Whether or not supplementing the core includes a big ticket player is another question altogether, although according to Dipoto, the front office and the players are on the same page when it comes to the end goal.

“I don’t know that the solution to our problems is big name players, and I’m not sure we have big problems,” Dipoto said. “But would I like to add big name players? Sure. I think we all would. (Raleigh) wants to get better. And, you know, the one thing he kept saying when we talked privately was, ‘I just want to win, and I can’t take that back.’ We all do. Whether that is by way of a big name player – there are there are a number of teams that are evidence today – that might not be the only way that you build a roster.

“We’ll do the best that we can in trying to achieve the best outcomes, and if that means it’s big name players either via free agency or trade, we’ll do that. If it means we get better in other incremental ways, we’ll try to do that, too. In a perfect world, we’d be able to do both. And yes, we do have the freedoms to do that.”

Regardless of what is added, improvements from within the existing group, mainly the position players, will be key in finding more wins next year.

While this group had been content to live with strikeouts if the power was there, in the final week of the season it was a bit eye-opening that Servais pointed to the need for more contact. Tuesday afternoon, Dipoto went there as well.

“How can we produce more runs? We can make more contact. It’s just as simple as that,” Dipoto said. “We were fifth in the American League in putting runners on base. We put more runners in scoring position this year than anyone in the American League. We had the bases loaded this year more often than anyone in the American League. You know how we can convert that to runs, which we did do a better job of this year than we have done in the past? How we can do an even better job of it moving forward? We cut our strikeout rate down, or we can start adding players to our roster that naturally drop the strikeout rate and create more contact.”

Ultimately, Dipoto believes the Mariners are on the right path, and that path from his seat is different from the path of his manager and players. The manager and players focus on wins and the season at hand. Dipoto and Hollander focus on the goal of sustained winning. If the 88 wins posted in 2023 are the floor of sustained winning, they believe their path will ultimately lead to more playoff appearances, and yes, a World Series.

“We’re getting better,” Dipoto said. “We did have a better chance to win the World Series in 2020 and 2021 than we did in 2019. We made it to the postseason in 2022, we fell a bit short of our goals in 2023. Our job is to think more broadly.

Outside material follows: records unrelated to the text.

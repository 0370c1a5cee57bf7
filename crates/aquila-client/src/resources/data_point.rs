//! Data point operations

use std::sync::Arc;

use aquila_core::DataPoint;
use tracing::instrument;

use crate::error::Result;
use crate::rest::{RestPipeline, RestRequest};

use super::encode_path_segment;

const BASE_URL: &str = "/rest/v1/data-points";

/// Client for `/rest/v1/data-points`.
#[derive(Debug, Clone)]
pub struct DataPointsClient {
    pipeline: Arc<RestPipeline>,
}

impl DataPointsClient {
    pub(crate) fn new(pipeline: Arc<RestPipeline>) -> Self {
        Self { pipeline }
    }

    /// Fetch a data point by XID.
    #[instrument(skip(self))]
    pub async fn get(&self, xid: &str) -> Result<DataPoint> {
        let path = format!("{BASE_URL}/{}", encode_path_segment(xid));
        let response = self.pipeline.execute(RestRequest::get(path)).await?;
        response.parse()
    }

    /// Create a new data point on its data source.
    #[instrument(skip(self, data_point), fields(xid = %data_point.xid))]
    pub async fn create(&self, data_point: &DataPoint) -> Result<DataPoint> {
        let request = RestRequest::post(BASE_URL).json_body(data_point)?;
        let response = self.pipeline.execute(request).await?;
        response.parse()
    }

    /// Update an existing data point identified by `xid`.
    #[instrument(skip(self, data_point))]
    pub async fn update(&self, xid: &str, data_point: &DataPoint) -> Result<DataPoint> {
        let path = format!("{BASE_URL}/{}", encode_path_segment(xid));
        let request = RestRequest::put(path).json_body(data_point)?;
        let response = self.pipeline.execute(request).await?;
        response.parse()
    }

    /// Create or update depending on whether the point has a
    /// server-assigned id.
    pub async fn save(&self, data_point: &DataPoint) -> Result<DataPoint> {
        if data_point.id.is_some() {
            self.update(&data_point.xid, data_point).await
        } else {
            self.create(data_point).await
        }
    }

    /// Delete a data point; returns the deleted representation.
    #[instrument(skip(self))]
    pub async fn delete(&self, xid: &str) -> Result<DataPoint> {
        let path = format!("{BASE_URL}/{}", encode_path_segment(xid));
        let response = self.pipeline.execute(RestRequest::delete(path)).await?;
        response.parse()
    }
}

We’re looking at a six- to 10-year window. I can’t tell you what year we’re going to win the World Series. I can tell you that if we win 54% of our games over the course of a decade, you’re going to play in the World Series.”

In short, the Seattle Mariners are betting on the long game, but not in terms of starting from square one. That work was done long ago. The window they were aiming for when they took the step back following the 2019 season? Despite missing the playoffs, they are firmly in it, according to Dipoto.

“We want to be sustainable,” he said. “We don’t want to drive ourselves into the desert floor. We don’t want to be the team that’s looking up saying, ‘Oh my goodness, we made three go-for-it type moves.’ The question, ‘Are you all-in?’ We’re always all-in. We’re just trying to be all-in in a thoughtful way that is going to allow this to be sustained over decades, not over (one) 162-game season. And we’ll continue to think that way, because it seems to be working for us in that way. But we’re in the window.”